Ramadan entre la sacralité des rites dans les pays musulmans et les défis de la dérive morale et de la propagation de la prostitution en Algérie
En Algérie, le mois de Ramadan – censé incarner le recueillement, la piété et la solidarité – se mue trop souvent en période d’exacerbation des maux sociaux les plus sombres, révélant un effondrement moral et sécuritaire qui alarme l’opinion publique.
Parmi les scandales les plus récurrents figure l’activité persistante de la dite « mafia des viandes ». En février 2025, à l’approche du Ramadan, les services de sécurité ont démantelé un abattoir clandestin dans le quartier Aïn Safia (ou Aïn Essafiha / Aïn Sfiha selon les transcriptions) de Sétif (wilaya de Sétif, est du pays). L’opération a permis la saisie d’une vingtaine d’ânes abattus, destinés à être écoulés sur le marché comme substitut bon marché à la viande bovine ou ovine traditionnelle. Ce cas n’est pas isolé : des affaires similaires ont été signalées ces dernières années dans plusieurs régions, notamment à Oran (où des saisies de viande d’âne ont été rapportées dans des opérations antérieures), ainsi que dans des wilayas comme Mascara, Tlemcen ou Batna. Les trafiquants proposent parfois ces viandes déguisées en bœuf ou mouton, ou les vendent ouvertement en arguant de leur prix attractif face à l’envolée des coûts des viandes licites. Le tribunal de Sétif a d’ailleurs prononcé de lourdes peines (jusqu’à plusieurs années de prison) contre les mis en cause dans cette affaire précise de 2025.
Cette pratique heurte frontalement les prescriptions islamiques. La sourate An-Nahl (verset 8) est limpide : « Et les chevaux, les mulets et les ânes, pour que vous les montiez, et pour l’apparat. Et Il crée ce que vous ne savez pas.» Le texte coranique assigne clairement à ces animaux un rôle de monture et d’embellissement, non de nourriture. Outre l’atteinte au goût public et aux normes sanitaires (risques graves d’intoxication et de maladies transmissibles), cette fraude constitue une violation patente des objectifs de la charia, des principes éthiques et de la cohésion sociale.
Parallèlement, le marché alimentaire voit proliférer les produits avariés ou falsifiés. À Oran, les autorités ont récemment saisi des quintaux de viandes rouges, blanches et hachées impropres à la consommation ; des quantités similaires ont été détruites à Blida et Djelfa, illustrant la faiblesse criante des mécanismes de contrôle face à la spéculation effrénée en période de forte demande.
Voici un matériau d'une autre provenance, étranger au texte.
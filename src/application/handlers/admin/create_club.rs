//! CreateClubHandler - Admin creates a club and assigns its coordinator.

use std::sync::Arc;
use tracing::info;

use crate::application::handlers::support::{authorize_signed_in, publish_event};
use crate::application::DomainStore;
use crate::domain::access::{Operation, Resource};
use crate::domain::club::{Club, ClubCreated, NewClub};
use crate::domain::directory::create_club;
use crate::domain::foundation::{CommandMetadata, DomainError, Timestamp, UserId};
use crate::ports::EventPublisher;

#[derive(Debug, Clone)]
pub struct CreateClubCommand {
    pub club: NewClub,
    pub coordinator_id: UserId,
}

#[derive(Debug, Clone)]
pub struct CreateClubResult {
    pub club: Club,
    pub event: ClubCreated,
}

pub struct CreateClubHandler {
    store: Arc<DomainStore>,
    event_publisher: Arc<dyn EventPublisher>,
}

impl CreateClubHandler {
    pub fn new(store: Arc<DomainStore>, event_publisher: Arc<dyn EventPublisher>) -> Self {
        Self {
            store,
            event_publisher,
        }
    }

    pub async fn handle(
        &self,
        cmd: CreateClubCommand,
        metadata: CommandMetadata,
    ) -> Result<CreateClubResult, DomainError> {
        let committed = self
            .store
            .transact(|doc| {
                let admin =
                    authorize_signed_in(doc, &metadata, Operation::CreateClub, &Resource::Dataset)?;
                create_club(doc, cmd.club, &cmd.coordinator_id, &admin, Timestamp::now())
            })
            .await?;

        let event = committed.value;
        let club = committed.document.require_club(&event.club_id)?.clone();

        info!(club_id = %club.id, coordinator_id = %club.coordinator_id, "Club created");
        publish_event(self.event_publisher.as_ref(), &metadata, &event).await;

        Ok(CreateClubResult { club, event })
    }
}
Plus alarmant encore est l’explosion, durant le mois sacré, du trafic et de la consommation de stupéfiants et de psychotropes, ainsi que de la prostitution et des pratiques homosexuelles, souvent en plein jour et culminant après la rupture du jeûne à la prière du Maghrib. Ces fléaux ne se limitent plus à des milieux marginaux : ils touchent désormais des segments inédits, y compris les femmes et les mineurs scolarisés. Des analystes locaux pointent du doigt plusieurs facteurs aggravants : l’affaiblissement du rôle de surveillance des familles, la montée de la pauvreté, l’ignorance généralisée et la prostitution érigée en source de revenu quotidien pour certains foyers. Selon les données de l’Office national de lutte contre la drogue et la toxicomanie (ONLCDT), des milliers de jeunes – dont environ 700 mineurs scolarisés – sont déjà pris en charge pour addiction, avec une consommation de psychotropes touchant des dizaines de milliers d’élèves dès le premier semestre scolaire (chiffres récurrents autour de 3,33 % des moins de 15 ans et 33,17 % des 16-25 ans en traitement pour addiction).
Ces dérives, qui se déroulent sous les yeux d’une société qui se veut attachée aux traditions culinaires authentiques inspirées des pays voisins, traduisent un défi frontal aux valeurs islamiques et à l’autorité divine. Elles exigent une réponse urgente et intransigeante des pouvoirs publics : renforcement drastique des contrôles alimentaires, répression accrue des réseaux de drogue et de proxénétisme, et surtout restauration d’un véritable tissu éducatif et familial capable de faire barrage à cette déliquescence morale qui gangrène le mois béni de Ramadan.